RECORDS FOR THIS EXERCISE.

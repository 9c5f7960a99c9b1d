use gltf_squash::prelude::{optimize, OptimizeConfig};
use std::fs::File;
use std::io::{BufReader, BufWriter};

fn main() {
    let args: Vec<String> = std::env::args().collect();
    if args.len() < 3 {
        eprintln!("Usage: {} <input.glb> <output.glb> [config.toml]", args[0]);
        std::process::exit(1);
    }

    let input_path = &args[1];
    let output_path = &args[2];

    let config = match args.get(3) {
        Some(path) => OptimizeConfig::from_path(path).expect("Failed to read config"),
        None => OptimizeConfig::default(),
    };

    let file = File::open(input_path).expect("Failed to open input file");
    let mut reader = BufReader::new(file);

    let result = optimize(&mut reader, &config).expect("Failed to optimize");

    let output = File::create(output_path).expect("Failed to create output file");
    let mut writer = BufWriter::new(output);
    std::io::Write::write_all(&mut writer, &result).expect("Failed to write output");

    println!("Done! Output written to {}", output_path);
}
use std::fmt;

#[derive(Debug, thiserror::Error)]
pub enum Error {
    /// An index is out of range, a byte range overruns its buffer, or a
    /// required attribute is missing.
    #[error("structural error: {0}")]
    Structural(String),
    /// Primitives that cannot be merged with each other.
    #[error("incompatible primitives: {0}")]
    Incompatible(String),
    /// A component type, element shape or draw mode the pass does not handle.
    #[error("unsupported format: {0}")]
    UnsupportedFormat(String),
    #[error("no scene root resolves to a node")]
    NoSceneRoots,
    #[error(transparent)]
    Gltf(#[from] gltf::Error),
    #[error(transparent)]
    Json(#[from] serde_json::Error),
    #[error(transparent)]
    Config(#[from] toml::de::Error),
    #[error(transparent)]
    Io(#[from] std::io::Error),
}

pub type Result<T, E = Error> = std::result::Result<T, E>;

/// Local failures a pass absorbed instead of aborting, bucketed by kind.
#[derive(Debug, Clone, Copy, Default, PartialEq, Eq)]
pub struct FailureCounts {
    pub structural: usize,
    pub incompatible: usize,
    pub unsupported: usize,
}

impl FailureCounts {
    pub fn record(&mut self, error: &Error) {
        match error {
            Error::Incompatible(_) => self.incompatible += 1,
            Error::UnsupportedFormat(_) => self.unsupported += 1,
            _ => self.structural += 1,
        }
    }

    pub fn total(&self) -> usize {
        self.structural + self.incompatible + self.unsupported
    }
}

impl fmt::Display for FailureCounts {
    fn fmt(&self, f: &mut fmt::Formatter<'_>) -> fmt::Result {
        write!(
            f,
            "{} structural, {} incompatible, {} unsupported",
            self.structural, self.incompatible, self.unsupported
        )
    }
}
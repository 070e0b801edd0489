//! Drives a full pass over one source text: scan, recognize, transform, emit.

use crate::config::{CreflectConfig, OutputFormat};
use crate::declaration::parse_enum;
use crate::emitter::{ReflectedEnum, render_json, write_c_table};
use crate::error::Result;
use crate::flags::FlagChain;
use crate::scanner::{Annotation, Scanner};
use std::io::Write;
use tracing::{debug, info};

/// Counts gathered during one pass.
#[derive(Debug, Clone, Copy, Default, PartialEq, Eq)]
pub struct GenerateSummary {
    /// Annotation blocks found.
    pub annotations: usize,
    /// Tables written (or enums collected for JSON).
    pub tables: usize,
    /// Blocks whose declaration was not a recognized enum.
    pub skipped: usize,
}

pub struct Generator {
    config: CreflectConfig,
}

impl Generator {
    pub fn new(config: CreflectConfig) -> Self {
        Self { config }
    }

    /// Turns one annotation into a reflected enum. `Ok(None)` means the
    /// declaration is not an enum and the block is ignored; its flags are
    /// not looked at in that case.
    pub fn reflect(&self, annotation: &Annotation<'_>) -> Result<Option<ReflectedEnum>> {
        let Some(decl) = parse_enum(annotation.declaration) else {
            debug!(
                line = annotation.line,
                "skipping annotation: declaration is not a typedef'd enum"
            );
            return Ok(None);
        };

        let flags = FlagChain::parse(annotation.flag_spec, annotation.line)?;
        debug!(
            line = annotation.line,
            enum_name = decl.name,
            enumerators = decl.enumerators.len(),
            "reflecting enum"
        );
        Ok(Some(ReflectedEnum::new(&decl, &flags)))
    }

    /// Reflects every recognized enum in `source`, stopping at the first
    /// flag error.
    pub fn collect(&self, source: &str) -> Result<(Vec<ReflectedEnum>, GenerateSummary)> {
        let mut summary = GenerateSummary::default();
        let mut enums = Vec::new();

        for annotation in Scanner::new(source, &self.config.scan.annotation) {
            summary.annotations += 1;
            match self.reflect(&annotation)? {
                Some(reflected) => {
                    summary.tables += 1;
                    enums.push(reflected);
                }
                None => summary.skipped += 1,
            }
        }

        Ok((enums, summary))
    }

    /// Writes the generated output for `source` to `out`.
    ///
    /// In C format each table is written as soon as its annotation has been
    /// processed, so when a later annotation fails the output of earlier
    /// ones has already reached `out`.
    pub fn write_to<W: Write>(&self, source: &str, out: &mut W) -> Result<GenerateSummary> {
        let summary = match self.config.emit.format {
            OutputFormat::C => {
                let mut summary = GenerateSummary::default();
                for annotation in Scanner::new(source, &self.config.scan.annotation) {
                    summary.annotations += 1;
                    match self.reflect(&annotation)? {
                        Some(reflected) => {
                            write_c_table(out, &reflected, &self.config.emit)?;
                            summary.tables += 1;
                        }
                        None => summary.skipped += 1,
                    }
                }
                summary
            }
            OutputFormat::Json => {
                let (enums, summary) = self.collect(source)?;
                out.write_all(render_json(&enums)?.as_bytes())?;
                summary
            }
        };
        out.flush()?;

        info!(
            annotations = summary.annotations,
            tables = summary.tables,
            skipped = summary.skipped,
            "generation finished"
        );
        Ok(summary)
    }

    /// Like [`Generator::write_to`], collecting the output into a string.
    pub fn generate(&self, source: &str) -> Result<String> {
        let mut buffer = Vec::new();
        self.write_to(source, &mut buffer)?;
        Ok(String::from_utf8(buffer)?)
    }
}

impl Default for Generator {
    fn default() -> Self {
        Self::new(CreflectConfig::default())
    }
}

#[cfg(test)]
mod tests {
    use super::*;
    use crate::error::CreflectError;
    use pretty_assertions::assert_eq;

    #[test]
    fn test_no_annotations_produce_empty_output() {
        let out = Generator::default()
            .generate("int main(void) { return 0; }\n")
            .unwrap();
        assert_eq!(out, "");
    }

    #[test]
    fn test_generate_single_table() {
        let src = "\
#include <stdio.h>

CREFLECT((remove_prefix(FOO_)),
typedef enum {
  FOO_BAR = 3, // comment
  FOO_BAZ,
} Foo)
";
        let expected = "\
typedef enum {
  FOO_BAR = 3, // comment
  FOO_BAZ,
} Foo;
const char * Foo_str[] = {
  [FOO_BAR] = \"BAR\",
  [FOO_BAZ] = \"BAZ\",
};

";
        assert_eq!(Generator::default().generate(src).unwrap(), expected);
    }

    #[test]
    fn test_lowercase_flag() {
        let out = Generator::default()
            .generate("CREFLECT((lowercase), typedef enum { Baz } Thing)")
            .unwrap();
        assert!(out.contains("  [Baz] = \"baz\",\n"));
    }

    #[test]
    fn test_empty_flags_keep_names() {
        let out = Generator::default()
            .generate("CREFLECT((), typedef enum { Alpha, Beta, } Greek)")
            .unwrap();
        assert!(out.contains("  [Alpha] = \"Alpha\",\n  [Beta] = \"Beta\",\n};\n"));
    }

    #[test]
    fn test_non_enum_declaration_is_skipped() {
        let generator = Generator::default();
        let src = "CREFLECT((lowercase), int parse(const char *src))";
        let mut out = Vec::new();
        let summary = generator.write_to(src, &mut out).unwrap();
        assert!(out.is_empty());
        assert_eq!(
            summary,
            GenerateSummary {
                annotations: 1,
                tables: 0,
                skipped: 1
            }
        );
    }

    #[test]
    fn test_unknown_flag_on_non_enum_is_ignored() {
        let out = Generator::default()
            .generate("CREFLECT((unsupported_flag), int parse(void))")
            .unwrap();
        assert_eq!(out, "");
    }

    #[test]
    fn test_unsupported_flag_keeps_earlier_output() {
        let src = "\
CREFLECT((), typedef enum { A } First)
CREFLECT((unsupported_flag), typedef enum { B } Second)
CREFLECT((), typedef enum { C } Third)
";
        let mut out = Vec::new();
        let err = Generator::default().write_to(src, &mut out).unwrap_err();
        assert!(matches!(
            err,
            CreflectError::UnsupportedFlag { ref flag, line: 2 } if flag == "unsupported_flag"
        ));

        let written = String::from_utf8(out).unwrap();
        assert!(written.contains("First_str"));
        assert!(!written.contains("Second"));
        assert!(!written.contains("Third"));
    }

    #[test]
    fn test_comma_in_flag_arguments_fails() {
        let err = Generator::default()
            .generate("CREFLECT((remove_prefix(A, B)), typedef enum { A_X } E)")
            .unwrap_err();
        assert!(matches!(
            err,
            CreflectError::UnsupportedFlag { ref flag, line: 1 } if flag == "B)"
        ));
    }

    #[test]
    fn test_multiple_tables_in_source_order() {
        let src = "\
CREFLECT((lowercase), typedef enum { ONE } Num)
struct ignored { int x; };
CREFLECT((remove_prefix(K_)), typedef enum : unsigned { K_X, K_Y } Key)
";
        let out = Generator::default().generate(src).unwrap();
        let num = out.find("Num_str").unwrap();
        let key = out.find("Key_str").unwrap();
        assert!(num < key);
        assert!(out.contains("typedef enum : unsigned { K_X, K_Y } Key;\n"));
        assert!(out.contains("  [K_Y] = \"Y\",\n"));
    }

    #[test]
    fn test_digit_separators_in_values() {
        let out = Generator::default()
            .generate("CREFLECT((), typedef enum : int { A = 1'000, B } E)\n")
            .unwrap();
        assert!(out.contains("  [A] = \"A\",\n  [B] = \"B\",\n};\n"));

        let out = Generator::default()
            .generate("CREFLECT((lowercase), typedef enum {\n  A = 1'000,\n  B,\n} E)\n")
            .unwrap();
        assert!(out.contains("  [A] = \"a\",\n  [B] = \"b\",\n};\n"));
    }

    #[test]
    fn test_json_format() {
        let mut config = CreflectConfig::default();
        config.emit.format = OutputFormat::Json;
        let out = Generator::new(config)
            .generate("CREFLECT((lowercase), typedef enum { RED, GREEN } Color)")
            .unwrap();
        let value: serde_json::Value = serde_json::from_str(&out).unwrap();
        assert_eq!(value[0]["name"], "Color");
        assert_eq!(value[0]["entries"][1]["display"], "green");
    }

    #[test]
    fn test_custom_annotation_name() {
        let mut config = CreflectConfig::default();
        config.scan.annotation = "REFLECT_ENUM".to_string();
        let (enums, summary) = Generator::new(config)
            .collect("CREFLECT((), typedef enum { A } Old)\nREFLECT_ENUM((), typedef enum { B } New)")
            .unwrap();
        assert_eq!(summary.annotations, 1);
        assert_eq!(enums[0].name, "New");
    }
}
//! Locates annotation blocks of the form `NAME((flags...), declaration)`.
//!
//! The scan walks the source once, tracking nesting of `()`, `[]` and `{}`
//! explicitly. Delimiters inside `//` and `/* */` comments and inside string
//! or character literals are ignored, both while looking for the annotation
//! name and while looking for the end of a block.

use crate::lexical::{find_closing, is_ident_byte, skip_lexical, skip_whitespace};
use tracing::trace;

/// One annotation block found in the source.
#[derive(Debug, Clone, Copy, PartialEq, Eq)]
pub struct Annotation<'a> {
    /// Text between the inner parentheses, e.g. `remove_prefix(FOO_), lowercase`.
    pub flag_spec: &'a str,
    /// Text after the separating comma up to the annotation's closing parenthesis.
    pub declaration: &'a str,
    /// Byte offset of the annotation name.
    pub offset: usize,
    /// 1-based line of the annotation name.
    pub line: usize,
}

/// Lazy, left-to-right iterator over the annotation blocks of a source text.
/// Blocks never overlap.
pub struct Scanner<'a> {
    source: &'a str,
    name: &'a str,
    pos: usize,
    line: usize,
    line_pos: usize,
}

impl<'a> Scanner<'a> {
    pub fn new(source: &'a str, annotation_name: &'a str) -> Self {
        Self {
            source,
            name: annotation_name,
            pos: 0,
            line: 1,
            line_pos: 0,
        }
    }

    fn line_at(&mut self, offset: usize) -> usize {
        let newlines = self.source.as_bytes()[self.line_pos..offset]
            .iter()
            .filter(|&&b| b == b'\n')
            .count();
        self.line += newlines;
        self.line_pos = offset;
        self.line
    }
}

impl<'a> Iterator for Scanner<'a> {
    type Item = Annotation<'a>;

    fn next(&mut self) -> Option<Self::Item> {
        if self.name.is_empty() {
            return None;
        }

        let source = self.source;
        let bytes = source.as_bytes();
        let name = self.name.as_bytes();

        while self.pos < bytes.len() {
            if let Some(end) = skip_lexical(bytes, self.pos) {
                self.pos = end;
                continue;
            }

            let start = self.pos;
            let at_boundary = start == 0 || !is_ident_byte(bytes[start - 1]);
            if !at_boundary || !bytes[start..].starts_with(name) {
                self.pos += 1;
                continue;
            }

            let after = start + name.len();
            if bytes.get(after).is_some_and(|&b| is_ident_byte(b)) {
                // Longer identifier such as `CREFLECT_H`.
                self.pos = after;
                continue;
            }

            match match_block(source, after) {
                Some(block) => {
                    let line = self.line_at(start);
                    self.pos = block.end;
                    trace!(line, offset = start, "found annotation block");
                    return Some(Annotation {
                        flag_spec: block.flag_spec,
                        declaration: block.declaration,
                        offset: start,
                        line,
                    });
                }
                None => {
                    trace!(offset = start, "annotation name without a well-formed block");
                    self.pos = after;
                }
            }
        }

        None
    }
}

struct Block<'a> {
    flag_spec: &'a str,
    declaration: &'a str,
    /// Offset just past the closing parenthesis.
    end: usize,
}

fn match_block(source: &str, after_name: usize) -> Option<Block<'_>> {
    let bytes = source.as_bytes();

    let open = skip_whitespace(bytes, after_name);
    if bytes.get(open) != Some(&b'(') {
        return None;
    }
    let inner = skip_whitespace(bytes, open + 1);
    if bytes.get(inner) != Some(&b'(') {
        return None;
    }

    let flags_end = find_closing(bytes, inner + 1, b')')?;
    let comma = skip_whitespace(bytes, flags_end + 1);
    if bytes.get(comma) != Some(&b',') {
        return None;
    }
    let decl_end = find_closing(bytes, comma + 1, b')')?;

    Some(Block {
        flag_spec: &source[inner + 1..flags_end],
        declaration: &source[comma + 1..decl_end],
        end: decl_end + 1,
    })
}
use std::path::PathBuf;
use thiserror::Error;

#[derive(Error, Debug)]
pub enum CreflectError {
    #[error("IO error: {0}")]
    Io(#[from] std::io::Error),

    #[error("Failed to read {path}: {source}")]
    ReadInput {
        path: PathBuf,
        #[source]
        source: std::io::Error,
    },

    #[error("JSON error: {0}")]
    Json(#[from] serde_json::Error),

    #[error("Configuration error: {0}")]
    Config(String),

    #[error("Environment variable not set: {0}")]
    EnvVarNotSet(String),

    #[error("unsupported flag `{flag}` (line {line})")]
    UnsupportedFlag { flag: String, line: usize },

    #[error("flag `{flag}` requires an argument (line {line})")]
    MissingFlagArgument { flag: String, line: usize },

    #[error("unknown case style `{style}` (line {line})")]
    UnknownCaseStyle { style: String, line: usize },

    #[error("UTF-8 conversion error: {0}")]
    Utf8(#[from] std::string::FromUtf8Error),
}

pub type Result<T> = std::result::Result<T, CreflectError>;

impl CreflectError {
    pub fn read_input(path: impl Into<PathBuf>, source: std::io::Error) -> Self {
        CreflectError::ReadInput {
            path: path.into(),
            source,
        }
    }

    pub fn config(message: impl Into<String>) -> Self {
        CreflectError::Config(message.into())
    }

    pub fn unsupported_flag(flag: impl Into<String>, line: usize) -> Self {
        CreflectError::UnsupportedFlag {
            flag: flag.into(),
            line,
        }
    }

    pub fn missing_flag_argument(flag: impl Into<String>, line: usize) -> Self {
        CreflectError::MissingFlagArgument {
            flag: flag.into(),
            line,
        }
    }

    pub fn unknown_case_style(style: impl Into<String>, line: usize) -> Self {
        CreflectError::UnknownCaseStyle {
            style: style.into(),
            line,
        }
    }
}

ACTIVITY.
Copy each line containing the word "enums" from the data.

ANSWER SPACE.
    /// Tables written (or enums collected for JSON).
        let mut enums = Vec::new();
                    enums.push(reflected);
        Ok((enums, summary))
                let (enums, summary) = self.collect(source)?;
                out.write_all(render_json(&enums)?.as_bytes())?;
        let (enums, summary) = Generator::new(config)
        assert_eq!(enums[0].name, "New");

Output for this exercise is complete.